リックはサラのお腹の辺りで満足そうにくるりと丸まったので、サラは額部分を指先で撫でるように魔力を補充した。

すると、少しだけ遠巻きにしていたもう一匹の仔豹が、じっとサラを見つめている。

「あなたは王宮に潜伏してる子?」

「はい。然様でございます。サラお嬢様」

「こっちにおいで」

おずおずと近づいてきた仔豹に手を伸ばしたサラは、そのまま抱え込んだ。頭の上にちょこんと乗った耳を唇だけで軽くハムハムしながら吸った。

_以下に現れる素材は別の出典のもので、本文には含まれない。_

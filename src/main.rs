//! Ticket Miner - Main Application
//!
//! Serves the mining session API until interrupted, then stops every search
//! within the configured grace period.

use std::sync::Arc;
use std::time::Duration;
use ticket_miner::{
    config::Config,
    engine::CpuSearchEngine,
    ledger::LedgerClient,
    logging::init_logging,
    persistence::StateStore,
    server, BroadcastPolicy, Result, SessionCoordinator, APP_NAME, APP_VERSION,
};
use tokio::net::TcpListener;
use tokio::task::JoinHandle;
use tokio::time::interval;
use tokio_util::sync::CancellationToken;
use tracing::{error, info, warn};

fn main() -> Result<()> {
    let runtime = tokio::runtime::Builder::new_multi_thread()
        .enable_all()
        .thread_name("ticket-miner")
        .build()?;

    let config = runtime.block_on(Config::load())?;

    if config.print_config {
        print_configuration(&config)?;
        return Ok(());
    }

    let _logging = init_logging(config.log_level, config.log_format, config.log_dir.as_deref())?;
    let grace = config.shutdown_grace_duration()?;

    let result = runtime.block_on(run(config));
    if let Err(e) = &result {
        error!(category = e.category(), "Fatal error: {}", e);
    }

    // Searches still running after the grace period are not waited for
    runtime.shutdown_timeout(grace);
    result
}

async fn run(config: Config) -> Result<()> {
    info!("Starting {} v{}", APP_NAME, APP_VERSION);
    info!(
        listen = %config.listen,
        ledger = %config.ledger_endpoint(),
        state_dir = %config.state_dir.display(),
        auto_broadcast = config.auto_broadcast,
        "Configuration loaded"
    );

    let coordinator = build_coordinator(&config)?;
    let listener = TcpListener::bind(config.listen).await?;
    let shutdown = CancellationToken::new();

    let evictor = spawn_evictor(
        coordinator.clone(),
        config.session_ttl_duration()?,
        config.eviction_interval_duration()?,
        shutdown.clone(),
    );

    let server_shutdown = shutdown.clone();
    server::serve(listener, coordinator.clone(), async move {
        tokio::select! {
            _ = shutdown_signal() => info!("Shutdown signal received"),
            _ = server_shutdown.cancelled() => {}
        }
    })
    .await?;

    shutdown.cancel();
    if let Err(e) = evictor.await {
        warn!("Eviction task failed: {}", e);
    }

    let report = coordinator.shutdown(config.shutdown_grace_duration()?).await;
    if report.abandoned > 0 {
        warn!(abandoned = report.abandoned, "Some searches were still running at exit");
    }
    Ok(())
}

/// Wire the engine, state store and ledger client into a coordinator
fn build_coordinator(config: &Config) -> Result<SessionCoordinator> {
    let engine = Arc::new(CpuSearchEngine::new(config.cpu_batch_size));
    let store = StateStore::new(&config.state_dir);

    let mut policy = BroadcastPolicy {
        enabled: config.auto_broadcast,
        on_resume: config.broadcast_on_resume,
    };

    let mut builder = SessionCoordinator::builder(engine, store);
    if policy.enabled {
        match config.credentials() {
            Some(credentials) => {
                let client = LedgerClient::new(
                    config.ledger_endpoint(),
                    credentials,
                    config.http_timeout_duration(),
                )?
                .with_method(config.ledger_method.clone())
                .with_backoff_config(config.backoff_config());
                builder = builder.broadcaster(Arc::new(client));
            }
            None => {
                warn!("RPC user or password not set; solved tickets will not be broadcast");
                policy = BroadcastPolicy::disabled();
            }
        }
    }

    Ok(builder.policy(policy).build())
}

/// Periodically drop finished sessions older than `ttl`
fn spawn_evictor(
    coordinator: SessionCoordinator,
    ttl: Duration,
    every: Duration,
    shutdown: CancellationToken,
) -> JoinHandle<()> {
    tokio::spawn(async move {
        let mut ticker = interval(every);
        loop {
            tokio::select! {
                _ = ticker.tick() => {
                    coordinator.evict_finished(ttl);
                }
                _ = shutdown.cancelled() => break,
            }
        }
    })
}

async fn shutdown_signal() {
    let ctrl_c = async {
        if let Err(e) = tokio::signal::ctrl_c().await {
            error!("Failed to listen for Ctrl-C: {}", e);
            std::future::pending::<()>().await;
        }
    };

    #[cfg(unix)]
    let terminate = async {
        match tokio::signal::unix::signal(tokio::signal::unix::SignalKind::terminate()) {
            Ok(mut signal) => {
                signal.recv().await;
            }
            Err(e) => {
                error!("Failed to listen for SIGTERM: {}", e);
                std::future::pending::<()>().await;
            }
        }
    };

    #[cfg(not(unix))]
    let terminate = std::future::pending::<()>();

    tokio::select! {
        _ = ctrl_c => {}
        _ = terminate => {}
    }
}

/// Print current configuration
fn print_configuration(config: &Config) -> Result<()> {
    let config_yaml = serde_yaml::to_string(&config.redacted())?;
    println!("{}", config_yaml);
    Ok(())
}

「ふややぁぁ。サラお嬢様、それはダメです。なんかスゴくダメですぅぅ」

「愛い奴め~。もふもふ最高~。あなたのことは、今日からドリーって呼ぶわ」

「名前は嬉しいですが、ハムハムは本当にダメですぅ。今日はボクからも報告あるんですからぁ」

「あら、それは聞かなきゃ」

サラは豹吸い(?)をやめて向き直った。

「今回、ロイセンの王太子とともに、王室からは王太子の長男であるアンドリュー王子がいらっしゃるそうです」

「うーん、王室メンバーのことはレベッカ先生の授業でも習ったわ。確か17歳でいらっしゃるのよね? 来年アカデミーを卒業されるはず」

「はい。その通りです」

「そちらのお相手は祖父様か、小侯爵一家がするでしょう。お母様のお茶会に、わざわざ王子や隣国の王太子が来るはずないものね」

「そういうものなのですか?」

「そういうものよ」

こういうのをフラグと呼ぶことを、サラは後から思い知らされることとなる。が、ひとまずはもふもふ天国で癒されつつ眠りについた。